Scan the entries below and return each line that contains "usize".

_RECORD SET_
------

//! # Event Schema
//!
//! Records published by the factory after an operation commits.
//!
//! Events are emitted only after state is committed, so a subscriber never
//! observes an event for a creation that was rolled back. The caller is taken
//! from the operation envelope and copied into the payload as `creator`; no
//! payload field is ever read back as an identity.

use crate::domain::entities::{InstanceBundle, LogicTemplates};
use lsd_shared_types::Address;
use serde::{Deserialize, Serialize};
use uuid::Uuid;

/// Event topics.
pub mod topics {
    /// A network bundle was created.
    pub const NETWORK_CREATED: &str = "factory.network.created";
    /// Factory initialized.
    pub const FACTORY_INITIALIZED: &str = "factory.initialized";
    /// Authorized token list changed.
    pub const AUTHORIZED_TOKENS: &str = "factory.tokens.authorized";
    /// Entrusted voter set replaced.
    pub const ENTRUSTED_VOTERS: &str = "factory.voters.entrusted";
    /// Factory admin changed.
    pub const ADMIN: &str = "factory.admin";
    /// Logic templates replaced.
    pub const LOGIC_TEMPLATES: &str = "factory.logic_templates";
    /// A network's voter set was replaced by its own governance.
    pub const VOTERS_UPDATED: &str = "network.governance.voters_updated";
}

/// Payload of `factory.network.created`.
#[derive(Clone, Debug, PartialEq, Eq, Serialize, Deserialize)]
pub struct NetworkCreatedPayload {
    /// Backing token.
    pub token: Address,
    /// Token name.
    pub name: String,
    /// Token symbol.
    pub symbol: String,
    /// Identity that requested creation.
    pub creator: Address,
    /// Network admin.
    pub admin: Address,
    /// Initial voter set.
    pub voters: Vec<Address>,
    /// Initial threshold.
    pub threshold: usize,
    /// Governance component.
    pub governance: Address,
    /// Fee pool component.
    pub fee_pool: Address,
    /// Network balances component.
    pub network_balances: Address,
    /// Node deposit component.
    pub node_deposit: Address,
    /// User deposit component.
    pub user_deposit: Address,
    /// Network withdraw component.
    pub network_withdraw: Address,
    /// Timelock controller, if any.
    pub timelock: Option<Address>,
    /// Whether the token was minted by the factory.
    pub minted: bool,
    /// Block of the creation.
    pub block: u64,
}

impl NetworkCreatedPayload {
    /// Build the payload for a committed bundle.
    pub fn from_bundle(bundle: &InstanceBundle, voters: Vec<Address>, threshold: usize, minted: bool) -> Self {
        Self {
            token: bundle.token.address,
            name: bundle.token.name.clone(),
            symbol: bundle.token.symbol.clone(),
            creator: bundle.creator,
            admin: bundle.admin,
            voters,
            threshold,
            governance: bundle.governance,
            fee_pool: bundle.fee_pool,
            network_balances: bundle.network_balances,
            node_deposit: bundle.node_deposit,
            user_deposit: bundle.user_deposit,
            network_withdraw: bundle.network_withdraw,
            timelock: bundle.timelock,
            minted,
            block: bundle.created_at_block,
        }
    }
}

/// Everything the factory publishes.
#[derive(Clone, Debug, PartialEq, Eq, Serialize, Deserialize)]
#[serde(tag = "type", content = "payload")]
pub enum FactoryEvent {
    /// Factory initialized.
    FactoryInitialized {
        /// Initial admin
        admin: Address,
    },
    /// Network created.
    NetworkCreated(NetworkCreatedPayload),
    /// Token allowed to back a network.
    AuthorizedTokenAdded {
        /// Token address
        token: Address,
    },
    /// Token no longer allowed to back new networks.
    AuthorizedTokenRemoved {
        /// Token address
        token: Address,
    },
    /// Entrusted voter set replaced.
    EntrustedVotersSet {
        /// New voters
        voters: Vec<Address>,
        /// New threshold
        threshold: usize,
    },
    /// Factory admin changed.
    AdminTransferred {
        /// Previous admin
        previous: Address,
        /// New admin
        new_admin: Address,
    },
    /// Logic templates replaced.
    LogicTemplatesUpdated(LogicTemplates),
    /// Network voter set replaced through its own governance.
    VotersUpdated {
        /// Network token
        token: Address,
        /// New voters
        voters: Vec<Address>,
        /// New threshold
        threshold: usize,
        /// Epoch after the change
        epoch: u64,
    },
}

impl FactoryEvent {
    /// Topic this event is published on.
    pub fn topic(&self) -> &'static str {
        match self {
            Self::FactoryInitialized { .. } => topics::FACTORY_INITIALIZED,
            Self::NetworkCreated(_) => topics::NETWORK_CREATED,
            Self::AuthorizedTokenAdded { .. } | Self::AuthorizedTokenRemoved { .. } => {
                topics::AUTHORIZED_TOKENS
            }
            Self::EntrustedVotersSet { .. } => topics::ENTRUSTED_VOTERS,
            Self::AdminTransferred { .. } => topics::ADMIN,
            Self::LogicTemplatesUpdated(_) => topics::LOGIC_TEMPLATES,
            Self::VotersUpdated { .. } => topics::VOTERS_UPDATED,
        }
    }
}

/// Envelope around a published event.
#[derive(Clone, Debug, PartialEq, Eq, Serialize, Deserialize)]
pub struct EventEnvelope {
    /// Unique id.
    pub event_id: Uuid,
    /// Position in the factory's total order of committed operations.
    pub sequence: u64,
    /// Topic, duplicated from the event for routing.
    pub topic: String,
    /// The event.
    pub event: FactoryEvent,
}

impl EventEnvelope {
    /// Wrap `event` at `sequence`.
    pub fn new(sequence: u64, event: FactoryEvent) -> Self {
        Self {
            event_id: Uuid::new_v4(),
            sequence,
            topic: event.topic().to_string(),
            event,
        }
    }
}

------

_EXERCISE SOLUTION_
    pub threshold: usize,
    pub fn from_bundle(bundle: &InstanceBundle, voters: Vec<Address>, threshold: usize, minted: bool) -> Self {
        threshold: usize,
        threshold: usize,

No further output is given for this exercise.